Distingués invités, Mesdames, messieurs, bienvenue à Rideau Hall.
Ce soir, nous rendons hommage au journalisme d’intérêt public et nous célébrons notre bonne fortune de vivre dans un pays où non seulement le journalisme d’enquête est toléré, mais aussi où il est positivement encouragé.
Je dois avouer qu’au moment de préparer mes notes pour cette 25e célébration du Prix Michener, je me suis senti plus qu’un peu nostalgique en songeant à ce que le poète Robert Frost appelait « la route non empruntée« .
Au moment où je vous regarde tous et toutes qui êtes ici ce soir, j’ai de la difficulté à retenir cette envie soudaine de savoir ce qui serait arrivé si j’avais poursuivi ma carrière de journaliste. Et quel regroupement de talent, d’influence et d’énergie vous constituez !
Je vois parmi vous des gens de mon âge et des modèles qui sont restés dans cette voie et qui sont maintenant des légendes des premières pages, des gens comme Bill MacPherson et Fraser MacDougall.
J’aperçois aussi quelques-uns de leurs contemporains qui se retrouvent du côté électronique: Tom Earle, par exemple, qui a contribué à briser les murs d’élitisme qui avaient été érigés par les médias écrits sur la colline du Parlement.
Je me réjouis également de voir parmi nous de nouveaux visages, des étudiants en journalisme, de jeunes reporters au tout début de leur carrière. Vous êtes les héritiers de ces grands journalistes que je viens de nommer et de nombreux autres tout aussi grands. Vous avez choisi de joindre les rangs d’une profession qui possède une longue et fière tradition. J’espère que vous aller persévérer dans cette direction, que vous aller poursuivre la carrière que vous avez choisie, et qu’un jour vous reviendrez à Rideau Hall à titre de finaliste du Prix Michener.

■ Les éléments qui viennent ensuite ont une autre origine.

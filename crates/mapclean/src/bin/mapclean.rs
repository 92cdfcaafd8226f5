use argh::FromArgs;
use std::path::PathBuf;

use mapclean::{process_map_file, PipelineConfig};

#[derive(FromArgs)]
/// Remove noise from an occupancy map, fill its small gaps and extract its edges.
struct Args {
    /// path to the input map image
    #[argh(positional)]
    input_path: PathBuf,

    /// directory to save the processed images, defaults to the input directory
    #[argh(option)]
    output_dir: Option<PathBuf>,

    /// enable verbose output
    #[argh(switch)]
    debug: bool,

    /// path to a JSON configuration file
    #[argh(option)]
    config: Option<PathBuf>,
}

fn main() -> Result<(), Box<dyn std::error::Error>> {
    let args: Args = argh::from_env();

    let mut config = match &args.config {
        Some(path) => PipelineConfig::from_json_file(path)?,
        None => PipelineConfig::default(),
    };
    config.debug |= args.debug;

    let level = if config.debug { "debug" } else { "info" };
    env_logger::Builder::from_env(env_logger::Env::default().default_filter_or(level)).init();

    if let Err(e) = process_map_file(&args.input_path, args.output_dir.as_deref(), &config) {
        log::error!("{e}");
        return Err(e.into());
    }

    Ok(())
}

En 1967, alors que j’étais correspondant de Radio-Canada à Washington, j’ai reçu un appel téléphonique de Lester Pearson. C’est à ce moment que je suis passé de l’autre côté du microphone et que j’ai joint le bureau de M. Pearson à titre de secrétaire de presse. Le reste, comme on dit au sujet des statistiques de baseball, fait partie de l’histoire, et me voici devant vous.

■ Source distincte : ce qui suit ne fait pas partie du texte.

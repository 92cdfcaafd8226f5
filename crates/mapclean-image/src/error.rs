/// An error type for the image module.
#[derive(thiserror::Error, Debug, PartialEq)]
pub enum ImageError {
    /// Error when channel and shape are not valid.
    #[error("Data length ({0}) does not match the image size ({1})")]
    InvalidChannelShape(usize, usize),

    /// Error when two images are expected to have the same size.
    #[error("Image size mismatch: {0}x{1} vs {2}x{3}")]
    InvalidImageSize(usize, usize, usize, usize),

    /// Error when the pixel coordinates are out of bounds.
    #[error("Pixel coordinates ({0}, {1}) are out of bounds ({2}, {3})")]
    PixelIndexOutOfBounds(usize, usize, usize, usize),

    /// Error when a structuring element or filter window has an unusable size.
    #[error("Invalid kernel size {0}x{1}")]
    InvalidKernelSize(usize, usize),

    /// Error when the map resolution cannot be used to convert lengths to pixels.
    #[error("Invalid resolution: {0} cm per pixel")]
    InvalidResolution(f32),

    /// Error when a numeric parameter is outside its valid range.
    #[error("Invalid parameter {0}: {1}")]
    InvalidParameter(&'static str, f32),

    /// Error when an operation does not support the number of channels.
    #[error("Unsupported number of channels: {0}")]
    UnsupportedChannels(usize),
}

C’est un des mes prédécesseurs dans cette fonction de Gouverneur général, John Buchanan – Lord Tweedsmuir – qui décrivait la vie publique comme le couronnement d’une carrière et la plus noble des ambitions. Je n’ai jamais regretté d’avoir choisi cette voie, mais lors d’un événement comme celui de ce soir je me sens très fier de mes années en journalisme.
C’est un métier difficile et trop souvent ingrat. Les prix d’excellence en journalisme devraient être beaucoup plus nombreux parce que nous avons une grande dette de reconnaissance envers nos journalistes.
La liberté de rapporter les faits et la liberté de les commenter font partie des droits inaliénables des journalistes. Et je crois également qu’avec toutes ces libertés il existe également des obligations qui y correspondent et, dans ce cas, celles de rapporter fidèlement et de commenter de façon responsable. Certains d’entre vous savez sans doute que je crois aussi aux journalistes qui donnent une chance aux bonnes nouvelles. Il y a en effet de bonnes nouvelles dans le monde. Ce sont de vraies nouvelles.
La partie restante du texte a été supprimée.